Dans son avis, le Conseil d’État nous alerte : les dispositifs de lutte contre le terrorisme et sa récidive sont complexes, nombreux et issus de différentes sources. Il estime que l’efficacité de l’action publique est menacée et préconise une évaluation des dispositifs préventifs applicables au terrorisme, afin « d’améliorer la cohérence de l’ensemble des dispositifs, leur bonne articulation les uns aux autres et, par conséquent, leur efficacité, tout en facilitant les évolutions nécessaires et en consolidant l’équilibre entre la prévention des atteintes à l’ordre public et le respect des droits et libertés reconnus par la Constitution ». Ceci à retrouver dans les dix-sept pages avec de nombreux allers-retours que compte l’avis…

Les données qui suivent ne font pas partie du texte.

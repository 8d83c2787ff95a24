//! Chunked Batch Scheduler
//!
//! Runs an async worker over a list of items with a concurrency bound.
//! Items are split into consecutive chunks of `limit`; all workers of a chunk
//! run concurrently and the next chunk starts only after every item of the
//! current chunk has settled. A slow item therefore holds back the following
//! chunk even if other slots are free.
//!
//! Workers return their outcome as a value: a failing item must be converted
//! into an error-shaped `R` by the worker itself, so the scheduler never stops
//! on an individual failure. Output order always matches input order.

use std::future::Future;

use futures_util::stream::{FuturesUnordered, StreamExt};
use tokio_util::sync::CancellationToken;
use tracing::debug;

/// Outcome of a batch run.
#[derive(Debug, Clone, PartialEq)]
pub struct BatchOutcome<R> {
    /// Results for every processed item, index-aligned with the input.
    /// Shorter than the input only when the run was cancelled.
    pub results: Vec<R>,
    /// Whether the run stopped at a chunk boundary because of cancellation
    pub cancelled: bool,
}

/// Scheduler executing workers in chunks of `limit`.
#[derive(Debug, Clone)]
pub struct BatchScheduler {
    limit: usize,
    cancellation_token: Option<CancellationToken>,
}

impl BatchScheduler {
    /// Create a scheduler. A limit of 0 is treated as 1.
    pub fn new(limit: usize) -> Self {
        Self {
            limit: limit.max(1),
            cancellation_token: None,
        }
    }

    /// Stop scheduling new chunks once `token` is cancelled.
    pub fn with_cancellation(mut self, token: CancellationToken) -> Self {
        self.cancellation_token = Some(token);
        self
    }

    pub fn limit(&self) -> usize {
        self.limit
    }

    fn is_cancelled(&self) -> bool {
        self.cancellation_token
            .as_ref()
            .map(|t| t.is_cancelled())
            .unwrap_or(false)
    }

    /// Run `worker` over `items`.
    ///
    /// `on_progress` receives the running count of completed items after each
    /// completion, in completion order.
    pub async fn run<T, R, F, Fut, P>(&self, items: Vec<T>, worker: F, mut on_progress: P) -> BatchOutcome<R>
    where
        F: Fn(T) -> Fut,
        Fut: Future<Output = R>,
        P: FnMut(usize),
    {
        let total = items.len();
        let mut results: Vec<R> = Vec::with_capacity(total);
        let mut completed = 0usize;
        let mut remaining = items.into_iter();
        let mut chunk_index = 0usize;

        loop {
            let chunk: Vec<T> = remaining.by_ref().take(self.limit).collect();
            if chunk.is_empty() {
                break;
            }

            if self.is_cancelled() {
                debug!(chunk_index, completed, total, "batch cancelled before chunk start");
                return BatchOutcome {
                    results,
                    cancelled: true,
                };
            }

            debug!(chunk_index, size = chunk.len(), "batch chunk start");

            let mut slots: Vec<Option<R>> = (0..chunk.len()).map(|_| None).collect();
            let mut pending: FuturesUnordered<_> = chunk
                .into_iter()
                .enumerate()
                .map(|(slot, item)| {
                    let fut = worker(item);
                    async move { (slot, fut.await) }
                })
                .collect();

            while let Some((slot, result)) = pending.next().await {
                slots[slot] = Some(result);
                completed += 1;
                on_progress(completed);
            }

            results.extend(slots.into_iter().flatten());
            chunk_index += 1;
        }

        BatchOutcome {
            results,
            cancelled: false,
        }
    }
}

/// Run `worker` over `items` in chunks of `limit` without cancellation.
pub async fn run_batched<T, R, F, Fut, P>(items: Vec<T>, limit: usize, worker: F, on_progress: P) -> Vec<R>
where
    F: Fn(T) -> Fut,
    Fut: Future<Output = R>,
    P: FnMut(usize),
{
    BatchScheduler::new(limit)
        .run(items, worker, on_progress)
        .await
        .results
}
//! Sidecar Document Model
//!
//! The sidecar is a single JSON object per project root. Known top-level
//! sections are listed here; any other key is carried through untouched.

use serde_json::{Map, Value};

/// Top-level sections of the sidecar document
#[derive(Debug, Clone, Copy, PartialEq, Eq, Hash)]
pub enum SidecarSection {
    /// `analysisResults`: analysis id -> AnalysisResult
    AnalysisResults,
    /// `pluginExecutions`: plugin id -> PluginExecution
    PluginExecutions,
}

impl SidecarSection {
    pub const ALL: [SidecarSection; 2] = [
        SidecarSection::AnalysisResults,
        SidecarSection::PluginExecutions,
    ];

    pub fn key(&self) -> &'static str {
        match self {
            SidecarSection::AnalysisResults => "analysisResults",
            SidecarSection::PluginExecutions => "pluginExecutions",
        }
    }
}

impl std::fmt::Display for SidecarSection {
    fn fmt(&self, f: &mut std::fmt::Formatter<'_>) -> std::fmt::Result {
        write!(f, "{}", self.key())
    }
}

/// A fresh document with every known section present and empty
pub fn empty_sidecar_document() -> Map<String, Value> {
    let mut doc = Map::new();
    for section in SidecarSection::ALL {
        doc.insert(section.key().to_string(), Value::Object(Map::new()));
    }
    doc
}
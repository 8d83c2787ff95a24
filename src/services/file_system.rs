//! File System Collaborator
//!
//! Reads source files and lists a project as a `FileNode` tree. Node ids are
//! the absolute paths of the entries.

use std::collections::HashMap;
use std::path::{Path, PathBuf};

use async_trait::async_trait;
use codeask_core::FileNode;
use ignore::WalkBuilder;
use tracing::debug;

use crate::utils::error::{AppError, AppResult};
use crate::utils::paths::SIDECAR_FILE_NAME;

/// File access used by the analysis services
#[async_trait]
pub trait FileSystem: Send + Sync {
    /// Raw file content. Fails with `FileUnavailable`.
    async fn read_bytes(&self, path: &Path) -> AppResult<Vec<u8>>;

    /// File content as text; invalid UTF-8 sequences become U+FFFD.
    async fn read_file(&self, path: &Path) -> AppResult<String> {
        let bytes = self.read_bytes(path).await?;
        Ok(String::from_utf8_lossy(&bytes).into_owned())
    }

    async fn write_file(&self, path: &Path, content: &str) -> AppResult<()>;

    /// Recursive listing of `root`; the order is stable for an unchanged directory
    async fn list_directory_tree(&self, root: &Path) -> AppResult<Vec<FileNode>>;
}

/// Local disk implementation
#[derive(Debug, Clone, Default)]
pub struct LocalFileSystem;

impl LocalFileSystem {
    pub fn new() -> Self {
        Self
    }
}

#[async_trait]
impl FileSystem for LocalFileSystem {
    async fn read_bytes(&self, path: &Path) -> AppResult<Vec<u8>> {
        tokio::fs::read(path)
            .await
            .map_err(|e| AppError::file_unavailable(path, e))
    }

    async fn write_file(&self, path: &Path, content: &str) -> AppResult<()> {
        if let Some(parent) = path.parent() {
            tokio::fs::create_dir_all(parent).await?;
        }
        tokio::fs::write(path, content).await?;
        Ok(())
    }

    async fn list_directory_tree(&self, root: &Path) -> AppResult<Vec<FileNode>> {
        let root = root.to_path_buf();
        tokio::task::spawn_blocking(move || build_tree(&root))
            .await
            .map_err(|e| AppError::internal(format!("directory walk failed: {}", e)))?
    }
}

/// Walk `root` honoring gitignore rules and assemble the node tree.
///
/// Directories come before files; names ascend within each group. `.git`
/// and the sidecar document are left out.
pub fn build_tree(root: &Path) -> AppResult<Vec<FileNode>> {
    if !root.is_dir() {
        return Err(AppError::not_found(format!(
            "project directory: {}",
            root.display()
        )));
    }

    let mut builder = WalkBuilder::new(root);
    builder
        .hidden(false)
        .follow_links(false)
        .git_ignore(true)
        .git_exclude(true)
        .git_global(true)
        .filter_entry(|entry| {
            let name = entry.file_name();
            name != ".git" && name != SIDECAR_FILE_NAME
        });

    let mut children: HashMap<PathBuf, Vec<(PathBuf, bool)>> = HashMap::new();
    let mut count = 0usize;
    for entry in builder.build() {
        let Ok(entry) = entry else {
            continue;
        };
        if entry.depth() == 0 {
            continue;
        }
        let path = entry.path().to_path_buf();
        let Some(parent) = path.parent().map(Path::to_path_buf) else {
            continue;
        };
        let is_dir = entry.file_type().map(|t| t.is_dir()).unwrap_or(false);
        children.entry(parent).or_default().push((path, is_dir));
        count += 1;
    }

    debug!(root = %root.display(), entries = count, "project tree listed");
    Ok(assemble(root, &mut children))
}

fn assemble(dir: &Path, children: &mut HashMap<PathBuf, Vec<(PathBuf, bool)>>) -> Vec<FileNode> {
    let Some(mut entries) = children.remove(dir) else {
        return Vec::new();
    };
    entries.sort_by(|(a, a_dir), (b, b_dir)| {
        b_dir
            .cmp(a_dir)
            .then_with(|| a.file_name().cmp(&b.file_name()))
    });

    entries
        .into_iter()
        .map(|(path, is_dir)| {
            let id = path.to_string_lossy().to_string();
            let name = path
                .file_name()
                .map(|n| n.to_string_lossy().to_string())
                .unwrap_or_default();
            if is_dir {
                let nested = assemble(&path, children);
                FileNode::directory(id, name, nested)
            } else {
                FileNode::file(id, name)
            }
        })
        .collect()
}
//! Error Handling
//!
//! Unified error types for the application.
//! Uses thiserror for ergonomic error definitions.

use std::path::Path;

use codeask_core::CoreError;
use codeask_llm::LlmError;
use thiserror::Error;

/// Application-wide error type
#[derive(Error, Debug)]
pub enum AppError {
    /// A file could not be read or hashed (deleted, permission denied, not UTF-8)
    #[error("File unavailable: {path}: {message}")]
    FileUnavailable { path: String, message: String },

    /// A definition references a model binding that does not exist
    #[error("Model not found: {0}")]
    ModelNotFound(String),

    /// No analysis definition with this id
    #[error("Analysis not found: {0}")]
    AnalysisNotFound(String),

    /// No plugin definition with this id
    #[error("Plugin not found: {0}")]
    PluginNotFound(String),

    /// Completion service failure, displayed with the provider's own message
    #[error(transparent)]
    Service(#[from] LlmError),

    /// Sidecar or local store read/write failure
    #[error("Persistence error: {0}")]
    Persistence(String),

    /// A model call or file read exceeded its time budget
    #[error("Timed out: {0}")]
    Timeout(String),

    /// Run cancelled by the caller
    #[error("Analysis cancelled")]
    Cancelled,

    /// Configuration errors
    #[error("Configuration error: {0}")]
    Config(String),

    /// File I/O errors
    #[error("I/O error: {0}")]
    Io(#[from] std::io::Error),

    /// JSON serialization/deserialization errors
    #[error("Serialization error: {0}")]
    Serialization(#[from] serde_json::Error),

    /// Validation errors
    #[error("Validation error: {0}")]
    Validation(String),

    /// Not found errors
    #[error("Not found: {0}")]
    NotFound(String),

    /// Generic internal errors
    #[error("Internal error: {0}")]
    Internal(String),
}

/// Result type alias for application errors
pub type AppResult<T> = Result<T, AppError>;

impl AppError {
    /// Create a file unavailable error
    pub fn file_unavailable(path: &Path, err: impl std::fmt::Display) -> Self {
        Self::FileUnavailable {
            path: path.display().to_string(),
            message: err.to_string(),
        }
    }

    /// Create a persistence error
    pub fn persistence(msg: impl Into<String>) -> Self {
        Self::Persistence(msg.into())
    }

    /// Create a timeout error
    pub fn timeout(msg: impl Into<String>) -> Self {
        Self::Timeout(msg.into())
    }

    /// Create a config error
    pub fn config(msg: impl Into<String>) -> Self {
        Self::Config(msg.into())
    }

    /// Create a validation error
    pub fn validation(msg: impl Into<String>) -> Self {
        Self::Validation(msg.into())
    }

    /// Create a not found error
    pub fn not_found(msg: impl Into<String>) -> Self {
        Self::NotFound(msg.into())
    }

    /// Create an internal error
    pub fn internal(msg: impl Into<String>) -> Self {
        Self::Internal(msg.into())
    }
}

impl From<CoreError> for AppError {
    fn from(err: CoreError) -> Self {
        match err {
            CoreError::Serialization(e) => AppError::Serialization(e),
            CoreError::Validation(msg) => AppError::Validation(msg),
            CoreError::NotFound(msg) => AppError::NotFound(msg),
            CoreError::Internal(msg) => AppError::Internal(msg),
        }
    }
}

/// Convert AppError to a string suitable for UI command responses
impl From<AppError> for String {
    fn from(err: AppError) -> String {
        err.to_string()
    }
}
//! Analysis Pipeline Integration Tests
//!
//! End-to-end runs through the app state with a scripted completion
//! provider: selection, message protocol, per-file failures, chunking,
//! summary stage and progress.

use std::time::Duration;

use codeask_desktop::models::analysis::{FileStatus, PerFileResult};
use codeask_desktop::models::model_binding::ModelBindingUpdate;
use codeask_desktop::models::settings::SettingsUpdate;
use codeask_desktop::services::analysis::AnalysisStage;
use codeask_desktop::services::hasher::hash_bytes;
use codeask_desktop::services::notifier::NotificationLevel;
use codeask_desktop::AppError;
use tokio_util::sync::CancellationToken;

use crate::support::{Event, Harness, ScriptedProvider, STAGE1_PROMPT, STAGE2_PROMPT};

fn position(events: &[Event], event: Event) -> usize {
    events
        .iter()
        .position(|e| *e == event)
        .unwrap_or_else(|| panic!("missing event {:?}", event))
}

// ============================================================================
// Selection feeding stage 1
// ============================================================================

#[tokio::test]
async fn test_extension_filter_limits_stage1_input() {
    let h = Harness::new(ScriptedProvider::new());
    h.write("a.ts", "X");
    h.write("b.md", "Y");
    let model = h.add_model(2);
    let analysis = h.add_analysis(&model);

    h.open_all(&[".ts"]).await;
    let (outcome, _) = h.run(&analysis).await;
    let outcome = outcome.unwrap();

    assert_eq!(outcome.result.per_file_results.len(), 1);
    assert_eq!(outcome.result.per_file_results[0].relative_path, "a.ts");
    assert_eq!(h.provider.file_calls(), vec!["a.ts".to_string()]);
}

#[tokio::test]
async fn test_message_protocol() {
    let h = Harness::new(ScriptedProvider::new());
    h.write("a.ts", "X");
    let model = h.add_model(1);
    let analysis = h.add_analysis(&model);

    h.open_all(&[]).await;
    h.run(&analysis).await.0.unwrap();

    let calls = h.provider.calls();
    assert_eq!(calls.len(), 2);
    assert_eq!(calls[0].system, STAGE1_PROMPT);
    assert_eq!(calls[0].user, "File: a.ts\n\nCode:\nX");
    assert_eq!(calls[1].system, STAGE2_PROMPT);
}

#[tokio::test]
async fn test_files_processed_in_tree_order() {
    let h = Harness::new(ScriptedProvider::new());
    h.write("z.rs", "");
    h.write("src/b.rs", "");
    h.write("src/a.rs", "");
    h.write("m.rs", "");
    let model = h.add_model(1);
    let analysis = h.add_analysis(&model);

    h.open_all(&[]).await;
    let outcome = h.run(&analysis).await.0.unwrap();

    let order: Vec<_> = outcome
        .result
        .per_file_results
        .iter()
        .map(|r| r.relative_path.as_str())
        .collect();
    assert_eq!(order, vec!["src/a.rs", "src/b.rs", "m.rs", "z.rs"]);
}

#[tokio::test]
async fn test_partial_selection() {
    let h = Harness::new(ScriptedProvider::new());
    h.write("src/a.rs", "");
    h.write("src/b.rs", "");
    h.write("docs/readme.md", "");
    let model = h.add_model(1);
    let analysis = h.add_analysis(&model);

    h.state.open_project(&h.root(), None).await.unwrap();
    let src = h.root().join("src").to_string_lossy().to_string();
    h.state.toggle_selection(&src, true).await.unwrap();

    let outcome = h.run(&analysis).await.0.unwrap();
    assert_eq!(outcome.result.per_file_results.len(), 2);
    assert!(outcome
        .result
        .per_file_results
        .iter()
        .all(|r| r.relative_path.starts_with("src/")));
}

// ============================================================================
// Per-file failure isolation
// ============================================================================

#[tokio::test]
async fn test_single_file_failure_is_recorded() {
    let h = Harness::new(ScriptedProvider::new().fail("c.py", "quota exceeded"));
    h.write("a.py", "1");
    h.write("b.py", "2");
    h.write("c.py", "3");
    let model = h.add_model(3);
    let analysis = h.add_analysis(&model);

    h.open_all(&[]).await;
    let outcome = h.run(&analysis).await.0.unwrap();
    let results = &outcome.result.per_file_results;

    assert_eq!(results.len(), 3);
    let errors: Vec<&PerFileResult> = results.iter().filter(|r| r.status == FileStatus::Error).collect();
    assert_eq!(errors.len(), 1);
    assert_eq!(errors[0].relative_path, "c.py");
    assert_eq!(errors[0].content, "quota exceeded");
    // hash is re-fetched for the failed file
    assert_eq!(errors[0].content_hash.len(), 64);
    assert!(outcome.persisted);

    // one error per failed file plus one completion notice
    assert_eq!(h.notifier.count(NotificationLevel::Error), 1);
    assert_eq!(h.notifier.count(NotificationLevel::Info), 1);
}

#[tokio::test]
async fn test_non_utf8_file_is_analyzed() {
    let h = Harness::new(ScriptedProvider::new());
    let bytes: &[u8] = b"/* caf\xe9 */ int x;";
    h.write_bytes("latin1.c", bytes);
    let model = h.add_model(1);
    let analysis = h.add_analysis(&model);

    h.open_all(&[]).await;
    let outcome = h.run(&analysis).await.0.unwrap();
    let result = &outcome.result.per_file_results[0];

    assert!(result.is_success());
    assert_eq!(result.content_hash, hash_bytes(bytes));
    assert_eq!(
        h.provider.calls()[0].user,
        "File: latin1.c\n\nCode:\n/* caf\u{fffd} */ int x;"
    );
}

#[tokio::test]
async fn test_failed_entry_hashes_raw_bytes() {
    let h = Harness::new(ScriptedProvider::new().fail("latin1.c", "quota exceeded"));
    let bytes: &[u8] = b"/* caf\xe9 */ int x;";
    h.write_bytes("latin1.c", bytes);
    let model = h.add_model(1);
    let analysis = h.add_analysis(&model);

    h.open_all(&[]).await;
    let outcome = h.run(&analysis).await.0.unwrap();
    let result = &outcome.result.per_file_results[0];

    assert_eq!(result.status, FileStatus::Error);
    assert_eq!(result.content, "quota exceeded");
    assert_eq!(result.content_hash, hash_bytes(bytes));
}

#[tokio::test]
async fn test_summary_receives_all_entries_including_errors() {
    let h = Harness::new(ScriptedProvider::new().fail("b.py", "boom"));
    h.write("a.py", "1");
    h.write("b.py", "2");
    let model = h.add_model(2);
    let analysis = h.add_analysis(&model);

    h.open_all(&[]).await;
    let outcome = h.run(&analysis).await.0.unwrap();

    let summary_calls = h.provider.summary_calls();
    assert_eq!(summary_calls.len(), 1);
    let sent: Vec<PerFileResult> = serde_json::from_str(&summary_calls[0].user).unwrap();
    assert_eq!(sent, outcome.result.per_file_results);
    assert_eq!(sent.iter().filter(|r| !r.is_success()).count(), 1);
}

#[tokio::test]
async fn test_responses_are_sanitized() {
    let provider = ScriptedProvider::new()
        .respond("a.ts", "<think>\nlet me look\n</think>\n```markdown\n# Parser\n```")
        .summary("<think>x</think>```\nAll good\n```");
    let h = Harness::new(provider);
    h.write("a.ts", "X");
    let model = h.add_model(1);
    let analysis = h.add_analysis(&model);

    h.open_all(&[]).await;
    let outcome = h.run(&analysis).await.0.unwrap();

    assert_eq!(outcome.result.per_file_results[0].content, "# Parser");
    assert_eq!(outcome.result.summary_text, "All good");
}

// ============================================================================
// Chunked scheduling
// ============================================================================

#[tokio::test]
async fn test_chunk_boundaries() {
    let provider = ScriptedProvider::new()
        .delay("f0.txt", Duration::from_millis(60))
        .delay("f1.txt", Duration::from_millis(10))
        .delay("f2.txt", Duration::from_millis(40))
        .delay("f3.txt", Duration::from_millis(5))
        .delay("f4.txt", Duration::from_millis(1));
    let h = Harness::new(provider);
    for i in 0..5 {
        h.write(&format!("f{}.txt", i), &i.to_string());
    }
    let model = h.add_model(2);
    let analysis = h.add_analysis(&model);

    h.open_all(&[]).await;
    let outcome = h.run(&analysis).await.0.unwrap();

    let events = h.provider.events();
    let start = |i: usize| position(&events, Event::Start(format!("f{}.txt", i)));
    let end = |i: usize| position(&events, Event::End(format!("f{}.txt", i)));

    // chunk [0, 1] fully settles before [2, 3] starts
    assert!(start(2) > end(0) && start(2) > end(1));
    assert!(start(3) > end(0) && start(3) > end(1));
    // chunk [4] waits for the slow f2 even though f3 finished early
    assert!(start(4) > end(2) && start(4) > end(3));

    let order: Vec<_> = outcome
        .result
        .per_file_results
        .iter()
        .map(|r| r.relative_path.clone())
        .collect();
    assert_eq!(order, vec!["f0.txt", "f1.txt", "f2.txt", "f3.txt", "f4.txt"]);
}

// ============================================================================
// Progress
// ============================================================================

#[tokio::test]
async fn test_progress_split() {
    let h = Harness::new(ScriptedProvider::new());
    for name in ["a.rs", "b.rs", "c.rs", "d.rs"] {
        h.write(name, "");
    }
    let model = h.add_model(2);
    let analysis = h.add_analysis(&model);

    h.open_all(&[]).await;
    let (outcome, progress) = h.run(&analysis).await;
    outcome.unwrap();

    let stage1: Vec<f64> = progress
        .iter()
        .filter(|p| p.stage == AnalysisStage::Stage1)
        .map(|p| p.percent)
        .collect();
    assert_eq!(stage1, vec![0.0, 22.5, 45.0, 67.5, 90.0]);
    assert!(progress.windows(2).all(|w| w[0].percent <= w[1].percent));

    let last = progress.last().unwrap();
    assert_eq!(last.stage, AnalysisStage::Done);
    assert_eq!(last.percent, 100.0);
}

#[tokio::test]
async fn test_configured_progress_share() {
    let h = Harness::new(ScriptedProvider::new());
    h.write("a.rs", "");
    h.write("b.rs", "");
    let model = h.add_model(1);
    let analysis = h.add_analysis(&model);
    h.state
        .update_config(SettingsUpdate {
            stage1_progress_share: Some(50.0),
            ..Default::default()
        })
        .await
        .unwrap();

    h.open_all(&[]).await;
    let (_, progress) = h.run(&analysis).await;
    let stage1_max = progress
        .iter()
        .filter(|p| p.stage == AnalysisStage::Stage1)
        .map(|p| p.percent)
        .fold(0.0, f64::max);
    assert_eq!(stage1_max, 50.0);
}

// ============================================================================
// Preconditions
// ============================================================================

#[tokio::test]
async fn test_unknown_analysis() {
    let h = Harness::new(ScriptedProvider::new());
    h.write("a.rs", "");
    h.open_all(&[]).await;

    let (outcome, _) = h.run("missing").await;
    assert!(matches!(outcome, Err(AppError::AnalysisNotFound(_))));
    assert!(h.provider.calls().is_empty());
}

#[tokio::test]
async fn test_dangling_model_aborts_before_work() {
    let h = Harness::new(ScriptedProvider::new());
    h.write("a.rs", "");
    let analysis = h.add_analysis("ghost-model");
    h.open_all(&[]).await;

    let (outcome, progress) = h.run(&analysis).await;
    assert!(matches!(outcome, Err(AppError::ModelNotFound(id)) if id == "ghost-model"));
    assert!(h.provider.calls().is_empty());
    assert!(progress.is_empty());
}

#[tokio::test]
async fn test_disabled_model_aborts_before_work() {
    let h = Harness::new(ScriptedProvider::new());
    h.write("a.rs", "");
    let model = h.add_model(1);
    let analysis = h.add_analysis(&model);
    h.state
        .models()
        .update(
            &model,
            ModelBindingUpdate {
                enabled: Some(false),
                ..Default::default()
            },
        )
        .unwrap();
    h.open_all(&[]).await;

    let (outcome, _) = h.run(&analysis).await;
    assert!(matches!(outcome, Err(AppError::Validation(_))));
    assert!(h.provider.calls().is_empty());
}

#[tokio::test]
async fn test_run_requires_open_project() {
    let h = Harness::new(ScriptedProvider::new());
    let model = h.add_model(1);
    let analysis = h.add_analysis(&model);

    let (outcome, _) = h.run(&analysis).await;
    assert!(matches!(outcome, Err(AppError::Validation(_))));
}
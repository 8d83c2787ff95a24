//! Analysis Services
//!
//! Two-stage batch analysis: per-file calls, a summary call, progress and
//! orchestration.

pub mod executor;
pub mod pipeline;
pub mod progress;

pub use executor::{AnalysisExecutor, ExecutionOptions, RunOutcome};
pub use pipeline::{AnalysisPipeline, OpenAIProviderFactory, ProviderFactory, RunOptions, Stage1Outcome};
pub use progress::{AnalysisProgress, AnalysisStage, ProgressSplit};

Rappelons qu’à la suite des attentats commis en janvier 2015, le législateur avait créé, par la loi du 24 juillet 2015 relative au renseignement, un fichier judiciaire national automatisé des auteurs d’infractions terroristes. Ce fichier visait à assujettir ces personnes à des mesures de sûreté qui les obligent à se présenter régulièrement dans les commissariats de police ou les gendarmeries pour que les forces de l’ordre puissent les localiser, suivre l’évolution de leurs activités et s’assurer qu’ils ne présentent pas un risque de récidive trop évident.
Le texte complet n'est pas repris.